PARCC Test: Preparing Students for Standardized Test Format ALL YEAR LONG

Here is a new resource for teachers:The PARCC Released Test Items for Grades 3-8 for years 2015 and 2016, that just became available:

For the second year in a row, the PARCC consortium has released authentic test items from the 2015-16 assessments for grades 3 through 8. The test items, which are actual questions from last year's assessments and can be found on the Partnership Resource Center (PRC), are designed to provide students, teachers, and parents with unparalleled transparency about the tests, and to serve as a resource to prepare for the upcoming spring assessments.  

The released assessment items, in PDF format, represent approximately one full test per grade level, for both English Language Arts/literacy and mathematics. Also posted on the PRC are scoring rubrics associated with the test questions, along with learning standards guidelines that demonstrate specifically which competencies are being measured by each question. For the open-ended writing portions of the PARCC assessments, there are anonymous student responses for each of the five PARCC scoring levels to provide the most accurate representations of what kinds of answers will earn various scores.
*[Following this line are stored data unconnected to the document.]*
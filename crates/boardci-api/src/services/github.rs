//! Commit status reporting.

use async_trait::async_trait;
use boardci_core::status::{NotifyState, StatusSink, StatusUpdate};
use boardci_core::{Error, Result};
use serde::Serialize;
use tracing::{debug, info};

/// GitHub limits status descriptions to 140 characters.
const MAX_DESCRIPTION: usize = 140;

/// Body of `POST /repos/{owner}/{repo}/statuses/{sha}`.
#[derive(Debug, Serialize, PartialEq)]
pub struct CommitStatus<'a> {
    pub state: &'static str,
    pub description: String,
    pub context: &'a str,
    #[serde(skip_serializing_if = "Option::is_none")]
    pub target_url: Option<&'a str>,
}

impl<'a> CommitStatus<'a> {
    pub fn new(update: &'a StatusUpdate, context: &'a str) -> Self {
        Self {
            state: github_state(update.state),
            description: truncate(&update.message, MAX_DESCRIPTION),
            context,
            target_url: update.target_url.as_deref(),
        }
    }
}

/// GitHub has no "running" state; a running job stays pending there.
fn github_state(state: NotifyState) -> &'static str {
    match state {
        NotifyState::Pending | NotifyState::Running => "pending",
        NotifyState::Success => "success",
        NotifyState::Failure => "failure",
    }
}

fn truncate(message: &str, max: usize) -> String {
    match message.char_indices().nth(max) {
        Some((end, _)) => message[..end].to_string(),
        None => message.to_string(),
    }
}

/// GitHub API errors.
#[derive(Debug, thiserror::Error)]
pub enum GitHubError {
    #[error("Request failed: {0}")]
    Request(String),

    #[error("API error: {0}")]
    Api(String),
}

impl From<GitHubError> for Error {
    fn from(err: GitHubError) -> Self {
        Error::Notify(err.to_string())
    }
}

/// Posts commit statuses to GitHub.
pub struct GitHubStatusSink {
    client: reqwest::Client,
    api_url: String,
    access_token: String,
    context: String,
}

impl GitHubStatusSink {
    pub fn new(api_url: &str, access_token: String, context: String) -> Self {
        Self {
            client: reqwest::Client::new(),
            api_url: api_url.trim_end_matches('/').to_string(),
            access_token,
            context,
        }
    }

    async fn post_status(&self, update: &StatusUpdate) -> std::result::Result<(), GitHubError> {
        let url = format!(
            "{}/repos/{}/statuses/{}",
            self.api_url, update.identity.project_full_name, update.identity.commit_ref
        );

        let response = self
            .client
            .post(&url)
            .header("Authorization", format!("Bearer {}", self.access_token))
            .header("User-Agent", "boardci")
            .header("Accept", "application/vnd.github+json")
            .json(&CommitStatus::new(update, &self.context))
            .send()
            .await
            .map_err(|e| GitHubError::Request(e.to_string()))?;

        if !response.status().is_success() {
            let status = response.status();
            let text = response.text().await.unwrap_or_default();
            return Err(GitHubError::Api(format!(
                "Failed to set status ({}): {}",
                status, text
            )));
        }
        Ok(())
    }
}

#[async_trait]
impl StatusSink for GitHubStatusSink {
    async fn notify(&self, update: StatusUpdate) -> Result<()> {
        debug!(job = %update.identity, state = %update.state, "Posting commit status");
        self.post_status(&update).await?;
        Ok(())
    }
}

/// Writes notifications to the log only. Used when no GitHub token is configured.
pub struct LogStatusSink;

#[async_trait]
impl StatusSink for LogStatusSink {
    async fn notify(&self, update: StatusUpdate) -> Result<()> {
        info!(
            job = %update.identity,
            state = %update.state,
            url = ?update.target_url,
            "{}",
            update.message
        );
        Ok(())
    }
}

#[cfg(test)]
mod tests {
    use super::*;
    use boardci_core::JobIdentity;

    fn update(state: NotifyState, message: &str) -> StatusUpdate {
        StatusUpdate {
            identity: JobIdentity {
                project_full_name: "OP-TEE/optee_os".to_string(),
                change_number: 42,
                unique_id: 7,
                commit_ref: "aaa".to_string(),
            },
            state,
            message: message.to_string(),
            target_url: Some("https://ci.example.com/api/v1/jobs/7/aaa/logs".to_string()),
        }
    }

    #[test]
    fn test_running_is_reported_as_pending() {
        let running = update(NotifyState::Running, "Job running!");
        let status = CommitStatus::new(&running, "boardci/hikey");
        assert_eq!(status.state, "pending");

        let body = serde_json::to_value(&status).unwrap();
        assert_eq!(body["context"], "boardci/hikey");
        assert_eq!(body["description"], "Job running!");
        assert_eq!(
            body["target_url"],
            "https://ci.example.com/api/v1/jobs/7/aaa/logs"
        );

        let failed = update(NotifyState::Failure, "Stage hikey/flash failed!");
        assert_eq!(CommitStatus::new(&failed, "c").state, "failure");
    }

    #[test]
    fn test_long_descriptions_are_truncated() {
        let long = "é".repeat(200);
        let u = update(NotifyState::Failure, &long);
        assert_eq!(CommitStatus::new(&u, "c").description.chars().count(), 140);
        assert_eq!(truncate("short", 140), "short");
    }

    #[tokio::test]
    async fn test_unreachable_api_is_a_notify_error() {
        let sink = GitHubStatusSink::new("http://127.0.0.1:9", "t".to_string(), "c".to_string());
        let err = sink
            .notify(update(NotifyState::Pending, "Job added to queue"))
            .await
            .unwrap_err();
        assert!(matches!(err, Error::Notify(_)));
    }
}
Winter Break is a great time to take a look at these grade-level assessments, while you have a bit of time. My plans are to match assessment questions with units of study in the "4th Grade Math Expressions" math program.  While teaching students a particular lesson, it is a great time to discuss one question that matching your current unit of study, BUT in a standardized test format:
" Here is how the PARCC test might ask you a question about what to do with the remainder in a division problem, that we have just been studying today.  Notice that the question:
 A truck delivers 32 cases of soup to a store. Each case holds 8 cans of soup. The store manager plans to place 9 cans on each shelf. What is the fewest number of shelves the manager will need for all of the cans of soup delivered by the truck? 
a. 4
B. 5
C. 28
D. 29
is a two part question that uses both multiplication and division to come up with an answer. But MOST IMPORTANTLY you have to understand what to do with the remainder from the answer of the division problem."
"What words from the problem tell me if I will consider the remainder and include it in my answer OR just look at the number of groups in the answer and don't worry about the remainder?"
Answer: The words, "for all of the cans" tells me that I must use another shelf for the cans of soups that don't make another group of 9.
(Then, that is the end of the lesson. Don't worry about solving the problem.) 
The next day, at the end of my math lesson, I might use the same problem again and pose the question:
I wonder why the question gave these four choices of answers: 4,5,28,29?
Then I would divide my class into 4 groups and ask each group to come up with what a student might be thinking to choose a specific answer. Group 1-4, Group 2- 5, Group 3- 28, Group 4- 29. A quick whole group discussion would reveal what each group found:
A. Add 32 + 8 =40, then divide by 9 = 4 shelves if you don't worry about the remainder.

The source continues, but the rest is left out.